Searching a way with mental troubles: pathways of ‘illness’, psychiatry and life in Ouagadougou, Burkina Faso

This thesis follows the lives of people who, by themselves and with others, are making their way while dealing with (past) symptoms of mental illness in Ouagadougou, the capital of Burkina Faso. They do so in relation to a space that was also the starting point of my fieldwork – the psychiatry ward of a state hospital – as well as other therapeutic spaces and the different forms of knowledge and religious experience that the city offers. They also do so in relation to other people – family, friends, acquaintances, healers and doctors – and (changing) ideas about themselves and the lives they wish for. Mental illness, a word I use because my interlocutors (possibly inspired by the hospital) referred to their experience as such, is both an event upon which people reflect and a condition in relation to which they now have to make their lives. How, I ask, do stories and experiences of ‘mental illness’ take shape for and by the people living directly with them, in a context where many possibilities for understanding and therapy are possible? How do ongoing symptoms and memories of mental illness affect living together, ideas about self and the world, and imagined futures?
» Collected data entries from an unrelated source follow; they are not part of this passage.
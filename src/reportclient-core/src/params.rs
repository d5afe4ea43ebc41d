use serde::{Serialize, Serializer};

use crate::action::Action;

/// Parameter names understood by the reporting API
pub mod keys {
    pub const CRITERIA: &str = "ZOHO_CRITERIA";
    pub const IMPORT_TYPE: &str = "ZOHO_IMPORT_TYPE";
    pub const AUTO_IDENTIFY: &str = "ZOHO_AUTO_IDENTIFY";
    pub const ON_IMPORT_ERROR: &str = "ZOHO_ON_IMPORT_ERROR";
    pub const CREATE_TABLE: &str = "ZOHO_CREATE_TABLE";
    pub const IMPORT_DATA: &str = "ZOHO_IMPORT_DATA";
    pub const FILE: &str = "ZOHO_FILE";
    pub const SQL_QUERY: &str = "ZOHO_SQLQUERY";
    pub const DATABASE_NAME: &str = "ZOHO_DATABASE_NAME";
    pub const COPY_DB_KEY: &str = "ZOHO_COPY_DB_KEY";
    pub const DB_NAME: &str = "ZOHO_DB_NAME";
    pub const DOMAIN_DB_NAME: &str = "DBNAME";
    pub const DOMAIN_NAME: &str = "DOMAINNAME";
    pub const TABLE_DESIGN: &str = "ZOHO_TABLE_DESIGN";
    pub const SOURCE: &str = "ZOHO_SOURCE";
    pub const REF_VIEW: &str = "ZOHO_REFVIEW";
    pub const FOLDER_NAME: &str = "ZOHO_FOLDERNAME";
    pub const COPY_CUSTOM_FORMULA: &str = "ISCOPYCUSTOMFORMULA";
    pub const COPY_AGG_FORMULA: &str = "ISCOPYAGGFORMULA";
    pub const VIEW_NAME: &str = "ZOHO_VIEWNAME";
    pub const NEW_VIEW_NAME: &str = "ZOHO_NEW_VIEWNAME";
    pub const NEW_VIEW_DESC: &str = "ZOHO_NEW_VIEWDESC";
    pub const VIEW_TO_COPY: &str = "ZOHO_VIEWTOCOPY";
    pub const FORMULA_TO_COPY: &str = "ZOHO_FORMULATOCOPY";
    pub const COLUMN_NAME: &str = "ZOHO_COLUMNNAME";
    pub const DATA_TYPE: &str = "ZOHO_DATATYPE";
    pub const OLD_COLUMN_NAME: &str = "OLDCOLUMNNAME";
    pub const NEW_COLUMN_NAME: &str = "NEWCOLUMNNAME";
    pub const REFERRED_TABLE: &str = "ZOHO_REFERREDTABLE";
    pub const REFERRED_COLUMN: &str = "ZOHO_REFERREDCOLUMN";
    pub const IF_ERROR_ON_CONVERSION: &str = "ZOHO_IFERRORONCONVERSION";
    pub const METADATA: &str = "ZOHO_METADATA";
    pub const DB_ID: &str = "DBID";
    pub const OBJ_ID: &str = "OBJID";
    pub const EMAILS: &str = "ZOHO_EMAILS";
    pub const VIEWS: &str = "ZOHO_VIEWS";
}

/// Ordered request parameters; setting an existing key replaces its value in place
#[derive(Debug, Clone, Default, PartialEq, Eq)]
pub struct Params {
    entries: Vec<(String, String)>,
}

impl Params {
    pub fn new() -> Self {
        Self::default()
    }

    /// Set a parameter (last write wins, original position kept)
    pub fn set(&mut self, key: impl Into<String>, value: impl Into<String>) -> &mut Self {
        let key = key.into();
        let value = value.into();
        match self.entries.iter_mut().find(|(k, _)| *k == key) {
            Some(entry) => entry.1 = value,
            None => self.entries.push((key, value)),
        }
        self
    }

    /// Builder-style `set`
    pub fn with(mut self, key: impl Into<String>, value: impl Into<String>) -> Self {
        self.set(key, value);
        self
    }

    pub fn get(&self, key: &str) -> Option<&str> {
        self.entries
            .iter()
            .find(|(k, _)| k == key)
            .map(|(_, v)| v.as_str())
    }

    pub fn contains_key(&self, key: &str) -> bool {
        self.entries.iter().any(|(k, _)| k == key)
    }

    /// Copy every entry of `other` over this map
    pub fn merge(&mut self, other: &Params) {
        for (key, value) in other.iter() {
            self.set(key, value);
        }
    }

    /// Drop entries whose value is the empty string
    pub fn strip_empty(&mut self) {
        self.entries.retain(|(_, v)| !v.is_empty());
    }

    pub fn iter(&self) -> impl Iterator<Item = (&str, &str)> {
        self.entries.iter().map(|(k, v)| (k.as_str(), v.as_str()))
    }

    pub fn len(&self) -> usize {
        self.entries.len()
    }

    pub fn is_empty(&self) -> bool {
        self.entries.is_empty()
    }
}

impl<K: Into<String>, V: Into<String>> FromIterator<(K, V)> for Params {
    fn from_iter<I: IntoIterator<Item = (K, V)>>(iter: I) -> Self {
        let mut params = Params::new();
        for (k, v) in iter {
            params.set(k, v);
        }
        params
    }
}

// Serializes as a sequence of pairs so it can be used directly as a form body
impl Serialize for Params {
    fn serialize<S: Serializer>(&self, serializer: S) -> Result<S::Ok, S::Error> {
        serializer.collect_seq(self.entries.iter())
    }
}

/// One call against the API: action, output format, body and repeated URL parameters
#[derive(Debug, Clone)]
pub struct ActionRequest {
    action: Action,
    output_format: String,
    params: Params,
    url_params: Vec<(String, String)>,
}

impl ActionRequest {
    /// Start a request from the caller's free-form config; explicit arguments are set afterwards
    pub fn new(action: Action, config: Option<&Params>) -> Self {
        Self {
            action,
            output_format: "JSON".to_string(),
            params: config.cloned().unwrap_or_default(),
            url_params: Vec::new(),
        }
    }

    pub fn output_format(mut self, format: impl Into<String>) -> Self {
        self.output_format = format.into();
        self
    }

    /// Explicit argument; overrides a caller-supplied value for the same key
    pub fn param(mut self, key: &str, value: impl Into<String>) -> Self {
        self.params.set(key, value);
        self
    }

    /// Optional explicit argument; `None` leaves any caller-supplied value untouched
    pub fn param_opt(self, key: &str, value: Option<&str>) -> Self {
        match value {
            Some(v) => self.param(key, v),
            None => self,
        }
    }

    /// Set `key` only if the caller config does not already carry it
    pub fn param_default(mut self, key: &str, value: impl Into<String>) -> Self {
        if !self.params.contains_key(key) {
            self.params.set(key, value);
        }
        self
    }

    pub fn params_from(mut self, values: &Params) -> Self {
        self.params.merge(values);
        self
    }

    /// Repeated query parameter appended to the URL, one per value in order
    pub fn url_list<I, S>(mut self, key: &str, values: I) -> Self
    where
        I: IntoIterator<Item = S>,
        S: Into<String>,
    {
        for value in values {
            self.url_params.push((key.to_string(), value.into()));
        }
        self
    }

    /// Drop empty values now, before further parameters are added
    pub fn strip_empty(mut self) -> Self {
        self.params.strip_empty();
        self
    }

    pub fn action(&self) -> Action {
        self.action
    }

    pub fn format(&self) -> &str {
        &self.output_format
    }

    pub fn url_params(&self) -> &[(String, String)] {
        &self.url_params
    }

    /// Body parameters as they go on the wire; empty values removed except for IMPORT
    pub fn body(&self) -> Params {
        let mut params = self.params.clone();
        if !self.action.keeps_empty_params() {
            params.strip_empty();
        }
        params
    }
}

#[cfg(test)]
mod tests {
    use super::*;

    #[test]
    fn test_set_replaces_in_place() {
        let mut params = Params::new();
        params.set("a", "1").set("b", "2").set("a", "3");

        let entries: Vec<_> = params.iter().collect();
        assert_eq!(entries, vec![("a", "3"), ("b", "2")]);
    }

    #[test]
    fn test_explicit_argument_wins_over_config() {
        let config = Params::new().with(keys::CRITERIA, "\"Region\"='East'");

        let request = ActionRequest::new(Action::Delete, Some(&config))
            .param(keys::CRITERIA, "\"Region\"='West'");
        assert_eq!(request.body().get(keys::CRITERIA), Some("\"Region\"='West'"));
    }

    #[test]
    fn test_absent_argument_keeps_config_value() {
        let config = Params::new().with(keys::CRITERIA, "\"Region\"='East'");

        let request = ActionRequest::new(Action::Delete, Some(&config)).param_opt(keys::CRITERIA, None);
        assert_eq!(request.body().get(keys::CRITERIA), Some("\"Region\"='East'"));

        let request = ActionRequest::new(Action::Delete, None).param_opt(keys::CRITERIA, None);
        assert!(!request.body().contains_key(keys::CRITERIA));
    }

    #[test]
    fn test_empty_values_dropped_outside_import() {
        let config = Params::new().with("ZOHO_EMPTY", "").with("KEEP", "x");

        let body = ActionRequest::new(Action::Update, Some(&config)).body();
        assert!(!body.contains_key("ZOHO_EMPTY"));
        assert_eq!(body.get("KEEP"), Some("x"));
    }

    #[test]
    fn test_import_keeps_empty_inline_data() {
        let config = Params::new().with("ZOHO_EMPTY", "");

        let body = ActionRequest::new(Action::Import, Some(&config))
            .strip_empty()
            .param(keys::IMPORT_DATA, "")
            .body();
        assert!(!body.contains_key("ZOHO_EMPTY"));
        assert_eq!(body.get(keys::IMPORT_DATA), Some(""));
    }

    #[test]
    fn test_param_default_respects_caller() {
        let config = Params::new().with(keys::CREATE_TABLE, "true");
        let body = ActionRequest::new(Action::Import, Some(&config))
            .param_default(keys::CREATE_TABLE, "false")
            .body();
        assert_eq!(body.get(keys::CREATE_TABLE), Some("true"));

        let body = ActionRequest::new(Action::Import, None)
            .param_default(keys::CREATE_TABLE, "false")
            .body();
        assert_eq!(body.get(keys::CREATE_TABLE), Some("false"));
    }

    #[test]
    fn test_url_list_preserves_order() {
        let request = ActionRequest::new(Action::HideColumn, None)
            .url_list(keys::COLUMN_NAME, ["Sales", "Cost", "Region"]);
        let values: Vec<_> = request.url_params().iter().map(|(_, v)| v.as_str()).collect();
        assert_eq!(values, vec!["Sales", "Cost", "Region"]);
        assert!(request.body().is_empty());
    }

    #[test]
    fn test_serializes_as_pairs() {
        let params = Params::new().with("b", "1").with("a", "2");
        let json = serde_json::to_value(&params).unwrap();
        assert_eq!(json, serde_json::json!([["b", "1"], ["a", "2"]]));
    }
}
In my analysis, I closely focus on the singularity and the dynamic and critical nature of my interlocutors’ experiences and ideas, driven by “the need to attend to people’s multiple, compelling concerns and to follow them as they move if we are to grasp what is at stake and how they construe their own experience” (Wikan 1998: 472-473). I follow scholars who problematize the idea that experiences like (mental) illness can be captured in facts or (objective) knowledge, or that we can completely ‘know’ someone else’s experience (Davis 2012, Stevenson 2014, Good 2012, Page 2017). I thus move away from narratives that define mental health in Africa primarily in terms of ‘lack’ (i.e. the global mental health gap) as well as those who search for ‘cultural models’ behind African ideas about illness (see Cooper 2016). Instead, following one of my interlocutors who told me “I am also doing research”, I turn to the different questions, uncertainties, critical reflections and moral experiments (Mattingly 2014) that experience of mental illness gives rise to. I situate these within the wider tensions (Di Nunzio 2019) that are part of living in a modern West African city like Ouagadougou.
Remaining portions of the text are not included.